All, the idolized mother, and the wife whom we worship,
Even the babe whom his father loves like a piece of his soul,
In the defense of thy cause we abandon them, leaving behind
us,
Happiness, love and hope: all we hold dear we give up,
All our fondest dreams, our illusions all.
And lo! Throughout the country heroes spring up
enchantment,
Burning with love of their country, radiant with virtue’s light,
Fighting with ardor that only death can defeat and vanquish,
And even in dying they will utter thy sacred name.
Fatherland, wishing thee happiness, still with their dying
breath.
Numerous like stars in the heavens, thousands of noble
heroes
Lay on thy sacred altars willingly down their lives,
And when ye hear of the combats and the desperate charges
Fervent prayers to heaven send up, ye children ye aged,
And ye woman, that victory may be with our hosts!
Midst the most horrible tortures cruelty can imagine,
Only because they have loved thee and desired thy good,
Countless martyrs have suffered, yet in the midst of their
torments
Blessings for thee have risen from their pure souls, and even
Those who were slain met death with last wish for thee.
What does it matter that hundreds, thousands of sons of thine
perish,
In the unequal struggle, in the tremendous strife,
And that their precious lifeblood flows till it seems like an
ocean?
Is it not split in defending thee and thy sacred home?

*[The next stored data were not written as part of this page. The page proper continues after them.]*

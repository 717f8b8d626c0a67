//! CLI binary for edgequake-docview.
//!
//! A demo host: it plays the part of a viewer screen. It builds a document
//! from a URL, a local path or an inline base64 payload, drives the main
//! context until the load settles, and optionally exports the share file.

use anyhow::{bail, Context, Result};
use base64::{engine::general_purpose::STANDARD, Engine as _};
use clap::{Parser, ValueEnum};
use edgequake_docview::{
    Document, DocumentKind, DocumentObserver, DocumentSource, DocumentState, FixedReachability,
    ImageDocument, ImageLoader, LoadError, Loader, MainLoop, MimeType, PdfDocument, PdfLoader,
    Reachability, SystemReachability, ViewerConfig, ViewerDocument, ViewerRuntime,
};
use indicatif::{ProgressBar, ProgressStyle};
use serde::Serialize;
use std::io;
use std::path::PathBuf;
use std::sync::Arc;
use std::time::Duration;
use tracing_subscriber::EnvFilter;

// ── ANSI colour helpers (no extra deps) ──────────────────────────────────────

fn green(s: &str) -> String {
    format!("\x1b[32m{s}\x1b[0m")
}
fn red(s: &str) -> String {
    format!("\x1b[31m{s}\x1b[0m")
}
fn dim(s: &str) -> String {
    format!("\x1b[2m{s}\x1b[0m")
}

// ── CLI observer using indicatif ─────────────────────────────────────────────

/// Mirrors document state changes onto a terminal spinner.
struct SpinnerObserver {
    bar: ProgressBar,
}

impl SpinnerObserver {
    fn new(title: &str) -> Arc<Self> {
        let bar = ProgressBar::new_spinner();
        let style = ProgressStyle::with_template("{spinner:.cyan} {prefix:.bold}  {msg}")
            .unwrap_or_else(|_| ProgressStyle::default_spinner())
            .tick_strings(&["⠋", "⠙", "⠹", "⠸", "⠼", "⠴", "⠦", "⠧", "⠇", "⠏", "⠿"]);
        bar.set_style(style);
        bar.set_prefix(title.to_string());
        bar.set_message("Waiting…");
        bar.enable_steady_tick(Duration::from_millis(80));
        Arc::new(Self { bar })
    }
}

impl DocumentObserver for SpinnerObserver {
    fn on_state_changed(&self, document: &dyn Document) {
        match document.state() {
            Some(DocumentState::Loading) | None => self.bar.set_message("Loading…"),
            Some(DocumentState::Success) => self.bar.finish_with_message(green("loaded ✓")),
            Some(DocumentState::Failed(e)) => self.bar.finish_with_message(red(&e.to_string())),
        }
    }
}

// ── CLI definition ───────────────────────────────────────────────────────────

#[derive(Debug, Clone, Copy, PartialEq, Eq, ValueEnum)]
enum KindArg {
    /// Guess from the payload bytes or the URL extension.
    Auto,
    Image,
    Pdf,
}

const AFTER_HELP: &str = r#"EXAMPLES:
  docview https://example.com/report.pdf
  docview --password secret ./locked.pdf --share
  docview --inline ./photo.png --json
  docview --offline https://example.com/cat.png

PDFIUM:
  PDF documents need the pdfium shared library. Point PDFIUM_LIB_PATH (or
  --pdfium-lib) at it, or install it on the system library path.
"#;

/// Load an image or PDF the way a viewer screen would.
#[derive(Parser, Debug)]
#[command(
    name = "docview",
    version,
    about = "Load an image or PDF from a URL, a path or a base64 payload",
    arg_required_else_help = true,
    color = clap::ColorChoice::Auto,
    after_long_help = AFTER_HELP
)]
struct Cli {
    /// HTTP/HTTPS or file:// URL, or a local path.
    input: String,

    /// Document title; also names the exported file.
    #[arg(short, long, env = "DOCVIEW_TITLE", default_value = "Document")]
    title: String,

    /// Document kind.
    #[arg(short, long, env = "DOCVIEW_KIND", value_enum, default_value = "auto")]
    kind: KindArg,

    /// Read INPUT from disk and load it as an inline base64 payload.
    #[arg(long, env = "DOCVIEW_INLINE")]
    inline: bool,

    /// PDF user password for encrypted documents.
    #[arg(long, env = "DOCVIEW_PASSWORD")]
    password: Option<String>,

    /// Export the loaded document and print the written path.
    #[arg(long, env = "DOCVIEW_SHARE")]
    share: bool,

    /// Directory receiving `image-file/` and `pdf-file/` exports.
    #[arg(long, env = "DOCVIEW_SHARE_ROOT")]
    share_root: Option<PathBuf>,

    /// Maximum background threads for remote loads.
    #[arg(long, env = "DOCVIEW_THREADS", default_value_t = 4)]
    threads: usize,

    /// JPEG quality (1–100) for exported opaque images.
    #[arg(long, env = "DOCVIEW_JPEG_QUALITY", default_value_t = 100,
          value_parser = clap::value_parser!(u8).range(1..=100))]
    jpeg_quality: u8,

    /// Explicit path to the pdfium shared library.
    #[arg(long, env = "PDFIUM_LIB_PATH")]
    pdfium_lib: Option<PathBuf>,

    /// Behave as if the network were unreachable.
    #[arg(long)]
    offline: bool,

    /// Print the result as JSON.
    #[arg(long, env = "DOCVIEW_JSON")]
    json: bool,

    /// Disable the spinner.
    #[arg(long, env = "DOCVIEW_NO_PROGRESS")]
    no_progress: bool,

    /// Enable debug logging.
    #[arg(short, long, env = "DOCVIEW_VERBOSE")]
    verbose: bool,

    /// Suppress everything except errors.
    #[arg(short, long, env = "DOCVIEW_QUIET")]
    quiet: bool,
}

/// What the host learned from one load.
#[derive(Debug, Serialize)]
struct Report {
    title: String,
    kind: DocumentKind,
    state: Option<DocumentState>,
    error: Option<LoadError>,
    detail: Option<String>,
    share_path: Option<PathBuf>,
}

fn main() -> Result<()> {
    let cli = Cli::parse();

    // ── Logging setup ────────────────────────────────────────────────────
    let show_progress = !cli.quiet && !cli.no_progress && !cli.json;
    let filter = if cli.verbose {
        "debug"
    } else if cli.quiet || show_progress {
        "error"
    } else {
        "info"
    };

    tracing_subscriber::fmt()
        .with_env_filter(
            EnvFilter::try_from_default_env().unwrap_or_else(|_| EnvFilter::new(filter)),
        )
        .with_writer(io::stderr)
        .init();

    // ── Build config ─────────────────────────────────────────────────────
    let mut builder = ViewerConfig::builder()
        .max_background_threads(cli.threads)
        .jpeg_quality(cli.jpeg_quality);
    if let Some(ref root) = cli.share_root {
        builder = builder.share_root(root);
    }
    if let Some(ref lib) = cli.pdfium_lib {
        builder = builder.pdfium_library_path(lib);
    }
    let config = builder.build().context("Invalid configuration")?;

    let (runtime, mut main_loop) =
        ViewerRuntime::new(&config).context("Failed to start background runtime")?;

    let (source, sniffed) = resolve_source(&cli)?;
    let kind = match cli.kind {
        KindArg::Auto => guess_kind(&cli.input, sniffed),
        other => other,
    };

    let reachability: Arc<dyn Reachability> = if cli.offline {
        Arc::new(FixedReachability::new(false))
    } else {
        Arc::new(SystemReachability::new())
    };

    let observer: Option<Arc<dyn DocumentObserver>> = show_progress
        .then(|| SpinnerObserver::new(&cli.title) as Arc<dyn DocumentObserver>);

    // ── Load ─────────────────────────────────────────────────────────────
    let report = match kind {
        KindArg::Pdf => {
            let loader = PdfLoader::pdfium(runtime.policy(), reachability, &config)
                .context("Failed to bind pdfium")?;
            let doc = PdfDocument::with_credential(
                cli.title.clone(),
                source,
                cli.password.clone(),
                loader,
                &config,
            )?;
            drive(&doc, &mut main_loop, observer.as_ref());
            let detail = doc.document_view().artifact().map(|pdf| {
                let info = pdf.info();
                format!(
                    "{} pages, {}{}",
                    info.page_count,
                    info.pdf_version,
                    if pdf.was_unlocked() { ", unlocked" } else { "" }
                )
            });
            build_report(&doc, detail, cli.share)
        }
        KindArg::Image | KindArg::Auto => {
            let loader = ImageLoader::new(runtime.policy(), reachability, &config);
            let doc = ImageDocument::new(cli.title.clone(), source, loader, &config)?;
            drive(&doc, &mut main_loop, observer.as_ref());
            let detail = doc
                .document_view()
                .artifact()
                .map(|img| format!("{}x{} px", img.width(), img.height()));
            build_report(&doc, detail, cli.share)
        }
    };

    runtime.shutdown_background();

    // ── Output ───────────────────────────────────────────────────────────
    if cli.json {
        let json = serde_json::to_string_pretty(&report).context("Failed to serialise report")?;
        println!("{json}");
    } else if !cli.quiet {
        let state = report
            .state
            .map(|s| s.to_string())
            .unwrap_or_else(|| "not loaded".into());
        println!("Title:  {}", report.title);
        println!("Kind:   {}", report.kind);
        println!("State:  {}", state);
        if let Some(ref d) = report.detail {
            println!("Detail: {}", dim(d));
        }
        if let Some(ref p) = report.share_path {
            println!("Shared: {}", p.display());
        }
    }

    if let Some(e) = report.error {
        bail!("Load failed: {e}");
    }
    if cli.share && report.share_path.is_none() {
        bail!("Export failed");
    }
    Ok(())
}

/// Start the load and pump the main context until it settles.
fn drive<L: Loader>(
    doc: &ViewerDocument<L>,
    main_loop: &mut MainLoop,
    observer: Option<&Arc<dyn DocumentObserver>>,
) {
    if let Some(observer) = observer {
        doc.set_observer(observer);
    }

    doc.load_source();

    while !doc.state().is_some_and(|s| s.is_terminal()) {
        if !main_loop.blocking_run_one() {
            break;
        }
    }
}

fn build_report<L: Loader>(
    doc: &ViewerDocument<L>,
    detail: Option<String>,
    share: bool,
) -> Report {
    let state = doc.state();
    Report {
        title: doc.title(),
        kind: doc.kind(),
        state,
        error: state.and_then(|s| s.error()),
        detail,
        share_path: if share { doc.share_location() } else { None },
    }
}

/// Map the CLI input onto a document source, plus the sniffed type of an
/// inline payload.
fn resolve_source(cli: &Cli) -> Result<(DocumentSource, Option<MimeType>)> {
    if cli.inline {
        let data = std::fs::read(&cli.input)
            .with_context(|| format!("Failed to read '{}'", cli.input))?;
        let sniffed = MimeType::detect(&data);
        return Ok((DocumentSource::encoded(STANDARD.encode(&data)), Some(sniffed)));
    }

    if cli.input.contains("://") {
        return Ok((DocumentSource::remote_str(&cli.input), None));
    }

    let path = std::fs::canonicalize(&cli.input)
        .with_context(|| format!("File not found: {}", cli.input))?;
    let url = reqwest::Url::from_file_path(&path)
        .map_err(|_| anyhow::anyhow!("Cannot express '{}' as a file URL", path.display()))?;
    Ok((DocumentSource::remote(url), None))
}

fn guess_kind(input: &str, sniffed: Option<MimeType>) -> KindArg {
    match sniffed {
        Some(MimeType::Pdf) => KindArg::Pdf,
        Some(_) => KindArg::Image,
        None if input.to_ascii_lowercase().ends_with(".pdf") => KindArg::Pdf,
        None => KindArg::Image,
    }
}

Little it matters if fighting bravely, they die in thy cause!
Little it matters if exile is our fate, and the prison,
Or even torture, with savage fury inflicted on us,
For t the sacred altar that in his heart each patriot
To thee has raised, have us all, one and all have we sworn
Fealty to our cause, and our honor pledged.
And it we forth from the flight come with the laurels of glory,
And our self-sacrificing labor is crowned with success,
Future ages will honor heap upon honor and crown thee
Queen of the realm of the free, pure and unblemished queen,
And all the peoples on earth mute and admiring will stand.
On the horizon slowly rises the dawn, most brilliant,
Of a new day of freedom, love and prosperity,
And of those who have fallen in the dark night of the struggle
Never let perish the memory, and in their graves, cold and
humble,
Happy their slumber will be, happiness being thine.
And if the crown of the victor should be the spoil of the
Spaniard,
and if the fickle fortune should turn its back on thee,
Yet we shall always be brethren - be what it may the outcome,

Liberty will always have the champions while there are tyrants
alive.
And our faith will not perish - while there is life, there is hope!
Silent forces are working while a false calm is reigning
Calm precedes the storm - soon will the hurricane rage,
And with more firmness, more prudence will our work we
continue
And start the struggle again, but with more ardor and
strength,
Till in the end we shall triumph, till dried your tears shall be.
Fatherland, idolized, precious, as your sorrows are growing
So our love grows again, your affection for thee,
Do not lose hope or courage, for from the wound, the gaping,
Always the blood will flow, while there is life in us,
And we shall never forget thee in eternity’s space.